■ DATA FOR REVIEW
________

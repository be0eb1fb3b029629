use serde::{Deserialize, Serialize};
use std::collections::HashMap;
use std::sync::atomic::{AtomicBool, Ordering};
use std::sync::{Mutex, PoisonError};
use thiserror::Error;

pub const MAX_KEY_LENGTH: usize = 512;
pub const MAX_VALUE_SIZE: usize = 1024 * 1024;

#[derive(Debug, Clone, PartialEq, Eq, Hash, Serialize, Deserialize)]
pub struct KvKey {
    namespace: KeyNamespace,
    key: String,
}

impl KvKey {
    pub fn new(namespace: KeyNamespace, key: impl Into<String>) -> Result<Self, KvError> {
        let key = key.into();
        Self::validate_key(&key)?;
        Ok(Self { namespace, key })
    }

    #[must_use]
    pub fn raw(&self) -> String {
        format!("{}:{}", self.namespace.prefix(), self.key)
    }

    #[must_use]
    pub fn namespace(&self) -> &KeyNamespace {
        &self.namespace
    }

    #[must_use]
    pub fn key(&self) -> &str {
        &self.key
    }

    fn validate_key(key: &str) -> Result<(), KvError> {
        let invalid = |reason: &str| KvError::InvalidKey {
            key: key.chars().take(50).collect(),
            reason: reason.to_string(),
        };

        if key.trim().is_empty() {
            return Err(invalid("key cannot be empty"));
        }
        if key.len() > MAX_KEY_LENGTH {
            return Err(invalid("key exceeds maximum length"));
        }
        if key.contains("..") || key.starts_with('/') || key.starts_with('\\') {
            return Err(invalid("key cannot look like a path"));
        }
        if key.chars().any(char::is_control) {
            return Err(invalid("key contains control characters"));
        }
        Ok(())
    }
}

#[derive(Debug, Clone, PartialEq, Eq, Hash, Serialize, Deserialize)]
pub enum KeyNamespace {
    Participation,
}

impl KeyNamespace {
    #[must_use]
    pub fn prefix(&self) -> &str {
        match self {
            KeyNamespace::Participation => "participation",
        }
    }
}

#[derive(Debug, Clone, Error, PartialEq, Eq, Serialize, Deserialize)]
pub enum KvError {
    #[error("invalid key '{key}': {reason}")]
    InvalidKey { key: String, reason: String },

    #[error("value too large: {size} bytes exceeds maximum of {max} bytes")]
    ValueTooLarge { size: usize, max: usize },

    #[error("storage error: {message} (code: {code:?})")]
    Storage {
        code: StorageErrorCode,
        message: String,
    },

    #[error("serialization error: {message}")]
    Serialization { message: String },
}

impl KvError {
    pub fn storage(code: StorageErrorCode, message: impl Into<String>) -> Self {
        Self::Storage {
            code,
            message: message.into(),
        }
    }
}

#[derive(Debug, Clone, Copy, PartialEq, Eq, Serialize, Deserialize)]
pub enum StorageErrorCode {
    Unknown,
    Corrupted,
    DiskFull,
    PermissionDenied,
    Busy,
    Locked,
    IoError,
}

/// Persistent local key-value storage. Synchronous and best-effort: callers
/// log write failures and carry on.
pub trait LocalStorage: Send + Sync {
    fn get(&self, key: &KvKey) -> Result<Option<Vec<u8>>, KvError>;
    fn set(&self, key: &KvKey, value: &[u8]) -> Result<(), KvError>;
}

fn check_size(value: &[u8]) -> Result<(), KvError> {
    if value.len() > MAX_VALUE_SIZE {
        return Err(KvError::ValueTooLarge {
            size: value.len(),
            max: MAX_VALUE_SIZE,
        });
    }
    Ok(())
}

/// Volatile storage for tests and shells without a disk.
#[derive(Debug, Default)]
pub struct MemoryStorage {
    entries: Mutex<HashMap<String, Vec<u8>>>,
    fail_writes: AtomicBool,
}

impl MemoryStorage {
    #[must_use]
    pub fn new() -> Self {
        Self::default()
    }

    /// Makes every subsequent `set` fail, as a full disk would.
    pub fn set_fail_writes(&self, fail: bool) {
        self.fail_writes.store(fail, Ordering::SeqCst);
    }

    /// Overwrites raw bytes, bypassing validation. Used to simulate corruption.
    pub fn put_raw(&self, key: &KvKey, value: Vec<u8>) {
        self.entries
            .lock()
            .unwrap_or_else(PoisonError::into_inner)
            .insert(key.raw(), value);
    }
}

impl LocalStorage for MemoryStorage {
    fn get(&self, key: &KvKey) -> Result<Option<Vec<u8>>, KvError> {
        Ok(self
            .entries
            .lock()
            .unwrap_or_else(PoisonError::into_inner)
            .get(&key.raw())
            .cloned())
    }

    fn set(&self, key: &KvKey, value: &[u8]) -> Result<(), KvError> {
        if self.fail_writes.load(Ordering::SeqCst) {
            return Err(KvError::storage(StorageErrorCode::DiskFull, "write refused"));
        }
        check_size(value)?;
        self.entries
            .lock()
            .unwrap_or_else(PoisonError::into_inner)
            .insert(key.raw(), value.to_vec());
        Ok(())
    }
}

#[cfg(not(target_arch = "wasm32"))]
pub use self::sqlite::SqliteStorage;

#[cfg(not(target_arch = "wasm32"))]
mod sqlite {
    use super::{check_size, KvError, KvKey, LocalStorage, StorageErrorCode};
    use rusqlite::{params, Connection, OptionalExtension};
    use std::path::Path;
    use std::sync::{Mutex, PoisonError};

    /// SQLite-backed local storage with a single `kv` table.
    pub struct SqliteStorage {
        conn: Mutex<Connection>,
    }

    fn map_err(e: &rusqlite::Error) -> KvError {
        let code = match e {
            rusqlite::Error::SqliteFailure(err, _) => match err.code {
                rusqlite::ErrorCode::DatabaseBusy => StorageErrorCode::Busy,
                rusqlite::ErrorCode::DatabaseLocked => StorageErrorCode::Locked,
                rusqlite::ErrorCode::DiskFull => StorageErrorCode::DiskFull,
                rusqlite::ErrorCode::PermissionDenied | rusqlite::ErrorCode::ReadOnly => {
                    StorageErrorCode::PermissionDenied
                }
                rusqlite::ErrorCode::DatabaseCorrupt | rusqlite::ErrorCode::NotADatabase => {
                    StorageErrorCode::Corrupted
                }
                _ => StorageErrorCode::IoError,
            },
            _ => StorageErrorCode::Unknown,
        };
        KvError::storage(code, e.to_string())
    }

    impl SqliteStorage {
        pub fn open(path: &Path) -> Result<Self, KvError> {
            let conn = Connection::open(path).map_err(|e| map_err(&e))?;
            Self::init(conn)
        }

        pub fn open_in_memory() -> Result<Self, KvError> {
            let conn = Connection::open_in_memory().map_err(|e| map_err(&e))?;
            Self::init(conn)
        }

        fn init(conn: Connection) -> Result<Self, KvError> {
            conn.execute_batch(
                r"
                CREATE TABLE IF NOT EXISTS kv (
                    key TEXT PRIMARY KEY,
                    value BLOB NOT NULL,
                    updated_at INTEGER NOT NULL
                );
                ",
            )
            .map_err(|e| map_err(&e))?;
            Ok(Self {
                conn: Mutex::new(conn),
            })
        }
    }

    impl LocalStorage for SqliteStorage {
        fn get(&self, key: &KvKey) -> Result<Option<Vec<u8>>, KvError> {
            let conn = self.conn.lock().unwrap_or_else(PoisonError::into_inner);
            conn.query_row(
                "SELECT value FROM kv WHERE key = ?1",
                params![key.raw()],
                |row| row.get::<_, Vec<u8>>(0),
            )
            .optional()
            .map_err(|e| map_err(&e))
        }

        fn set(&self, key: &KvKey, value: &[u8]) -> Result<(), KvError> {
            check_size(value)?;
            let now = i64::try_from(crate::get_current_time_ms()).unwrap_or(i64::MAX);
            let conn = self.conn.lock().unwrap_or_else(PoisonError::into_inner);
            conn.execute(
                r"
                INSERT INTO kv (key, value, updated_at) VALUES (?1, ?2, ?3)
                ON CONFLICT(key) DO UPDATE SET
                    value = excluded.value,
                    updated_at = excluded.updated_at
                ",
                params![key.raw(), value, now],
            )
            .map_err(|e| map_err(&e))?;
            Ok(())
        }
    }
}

________

■ EXERCISE DESCRIPTION
Nothing in the records should be altered when they are written out again.

■ YOUR RESPONSE
repository be0eb1fb3b029629
use serde::{Deserialize, Serialize};
use std::collections::HashMap;
use std::sync::atomic::{AtomicBool, Ordering};
use std::sync::{Mutex, PoisonError};
use thiserror::Error;

pub const MAX_KEY_LENGTH: usize = 512;
pub const MAX_VALUE_SIZE: usize = 1024 * 1024;

#[derive(Debug, Clone, PartialEq, Eq, Hash, Serialize, Deserialize)]
pub struct KvKey {
    namespace: KeyNamespace,
    key: String,
}

impl KvKey {
    pub fn new(namespace: KeyNamespace, key: impl Into<String>) -> Result<Self, KvError> {
        let key = key.into();
        Self::validate_key(&key)?;
        Ok(Self { namespace, key })
    }

    #[must_use]
    pub fn raw(&self) -> String {
        format!("{}:{}", self.namespace.prefix(), self.key)
    }

    #[must_use]
    pub fn namespace(&self) -> &KeyNamespace {
        &self.namespace
    }

    #[must_use]
    pub fn key(&self) -> &str {
        &self.key
    }

    fn validate_key(key: &str) -> Result<(), KvError> {
        let invalid = |reason: &str| KvError::InvalidKey {
            key: key.chars().take(50).collect(),
            reason: reason.to_string(),
        };

        if key.trim().is_empty() {
            return Err(invalid("key cannot be empty"));
        }
        if key.len() > MAX_KEY_LENGTH {
            return Err(invalid("key exceeds maximum length"));
        }
        if key.contains("..") || key.starts_with('/') || key.starts_with('\\') {
            return Err(invalid("key cannot look like a path"));
        }
        if key.chars().any(char::is_control) {
            return Err(invalid("key contains control characters"));
        }
        Ok(())
    }
}

#[derive(Debug, Clone, PartialEq, Eq, Hash, Serialize, Deserialize)]
pub enum KeyNamespace {
    Participation,
}

impl KeyNamespace {
    #[must_use]
    pub fn prefix(&self) -> &str {
        match self {
            KeyNamespace::Participation => "participation",
        }
    }
}

#[derive(Debug, Clone, Error, PartialEq, Eq, Serialize, Deserialize)]
pub enum KvError {
    #[error("invalid key '{key}': {reason}")]
    InvalidKey { key: String, reason: String },

    #[error("value too large: {size} bytes exceeds maximum of {max} bytes")]
    ValueTooLarge { size: usize, max: usize },

    #[error("storage error: {message} (code: {code:?})")]
    Storage {
        code: StorageErrorCode,
        message: String,
    },

    #[error("serialization error: {message}")]
    Serialization { message: String },
}

impl KvError {
    pub fn storage(code: StorageErrorCode, message: impl Into<String>) -> Self {
        Self::Storage {
            code,
            message: message.into(),
        }
    }
}

#[derive(Debug, Clone, Copy, PartialEq, Eq, Serialize, Deserialize)]
pub enum StorageErrorCode {
    Unknown,
    Corrupted,
    DiskFull,
    PermissionDenied,
    Busy,
    Locked,
    IoError,
}

/// Persistent local key-value storage. Synchronous and best-effort: callers
/// log write failures and carry on.
pub trait LocalStorage: Send + Sync {
    fn get(&self, key: &KvKey) -> Result<Option<Vec<u8>>, KvError>;
    fn set(&self, key: &KvKey, value: &[u8]) -> Result<(), KvError>;
}

fn check_size(value: &[u8]) -> Result<(), KvError> {
    if value.len() > MAX_VALUE_SIZE {
        return Err(KvError::ValueTooLarge {
            size: value.len(),
            max: MAX_VALUE_SIZE,
        });
    }
    Ok(())
}

/// Volatile storage for tests and shells without a disk.
#[derive(Debug, Default)]
pub struct MemoryStorage {
    entries: Mutex<HashMap<String, Vec<u8>>>,
    fail_writes: AtomicBool,
}

impl MemoryStorage {
    #[must_use]
    pub fn new() -> Self {
        Self::default()
    }

    /// Makes every subsequent `set` fail, as a full disk would.
    pub fn set_fail_writes(&self, fail: bool) {
        self.fail_writes.store(fail, Ordering::SeqCst);
    }

    /// Overwrites raw bytes, bypassing validation. Used to simulate corruption.
    pub fn put_raw(&self, key: &KvKey, value: Vec<u8>) {
        self.entries
            .lock()
            .unwrap_or_else(PoisonError::into_inner)
            .insert(key.raw(), value);
    }
}

impl LocalStorage for MemoryStorage {
    fn get(&self, key: &KvKey) -> Result<Option<Vec<u8>>, KvError> {
        Ok(self
            .entries
            .lock()
            .unwrap_or_else(PoisonError::into_inner)
            .get(&key.raw())
            .cloned())
    }

    fn set(&self, key: &KvKey, value: &[u8]) -> Result<(), KvError> {
        if self.fail_writes.load(Ordering::SeqCst) {
            return Err(KvError::storage(StorageErrorCode::DiskFull, "write refused"));
        }
        check_size(value)?;
        self.entries
            .lock()
            .unwrap_or_else(PoisonError::into_inner)
            .insert(key.raw(), value.to_vec());
        Ok(())
    }
}

#[cfg(not(target_arch = "wasm32"))]
pub use self::sqlite::SqliteStorage;

#[cfg(not(target_arch = "wasm32"))]
mod sqlite {
    use super::{check_size, KvError, KvKey, LocalStorage, StorageErrorCode};
    use rusqlite::{params, Connection, OptionalExtension};
    use std::path::Path;
    use std::sync::{Mutex, PoisonError};

    /// SQLite-backed local storage with a single `kv` table.
    pub struct SqliteStorage {
        conn: Mutex<Connection>,
    }

    fn map_err(e: &rusqlite::Error) -> KvError {
        let code = match e {
            rusqlite::Error::SqliteFailure(err, _) => match err.code {
                rusqlite::ErrorCode::DatabaseBusy => StorageErrorCode::Busy,
                rusqlite::ErrorCode::DatabaseLocked => StorageErrorCode::Locked,
                rusqlite::ErrorCode::DiskFull => StorageErrorCode::DiskFull,
                rusqlite::ErrorCode::PermissionDenied | rusqlite::ErrorCode::ReadOnly => {
                    StorageErrorCode::PermissionDenied
                }
                rusqlite::ErrorCode::DatabaseCorrupt | rusqlite::ErrorCode::NotADatabase => {
                    StorageErrorCode::Corrupted
                }
                _ => StorageErrorCode::IoError,
            },
            _ => StorageErrorCode::Unknown,
        };
        KvError::storage(code, e.to_string())
    }

    impl SqliteStorage {
        pub fn open(path: &Path) -> Result<Self, KvError> {
            let conn = Connection::open(path).map_err(|e| map_err(&e))?;
            Self::init(conn)
        }

        pub fn open_in_memory() -> Result<Self, KvError> {
            let conn = Connection::open_in_memory().map_err(|e| map_err(&e))?;
            Self::init(conn)
        }

        fn init(conn: Connection) -> Result<Self, KvError> {
            conn.execute_batch(
                r"
                CREATE TABLE IF NOT EXISTS kv (
                    key TEXT PRIMARY KEY,
                    value BLOB NOT NULL,
                    updated_at INTEGER NOT NULL
                );
                ",
            )
            .map_err(|e| map_err(&e))?;
            Ok(Self {
                conn: Mutex::new(conn),
            })
        }
    }

    impl LocalStorage for SqliteStorage {
        fn get(&self, key: &KvKey) -> Result<Option<Vec<u8>>, KvError> {
            let conn = self.conn.lock().unwrap_or_else(PoisonError::into_inner);
            conn.query_row(
                "SELECT value FROM kv WHERE key = ?1",
                params![key.raw()],
                |row| row.get::<_, Vec<u8>>(0),
            )
            .optional()
            .map_err(|e| map_err(&e))
        }

        fn set(&self, key: &KvKey, value: &[u8]) -> Result<(), KvError> {
            check_size(value)?;
            let now = i64::try_from(crate::get_current_time_ms()).unwrap_or(i64::MAX);
            let conn = self.conn.lock().unwrap_or_else(PoisonError::into_inner);
            conn.execute(
                r"
                INSERT INTO kv (key, value, updated_at) VALUES (?1, ?2, ?3)
                ON CONFLICT(key) DO UPDATE SET
                    value = excluded.value,
                    updated_at = excluded.updated_at
                ",
                params![key.raw(), value, now],
            )
            .map_err(|e| map_err(&e))?;
            Ok(())
        }
    }
}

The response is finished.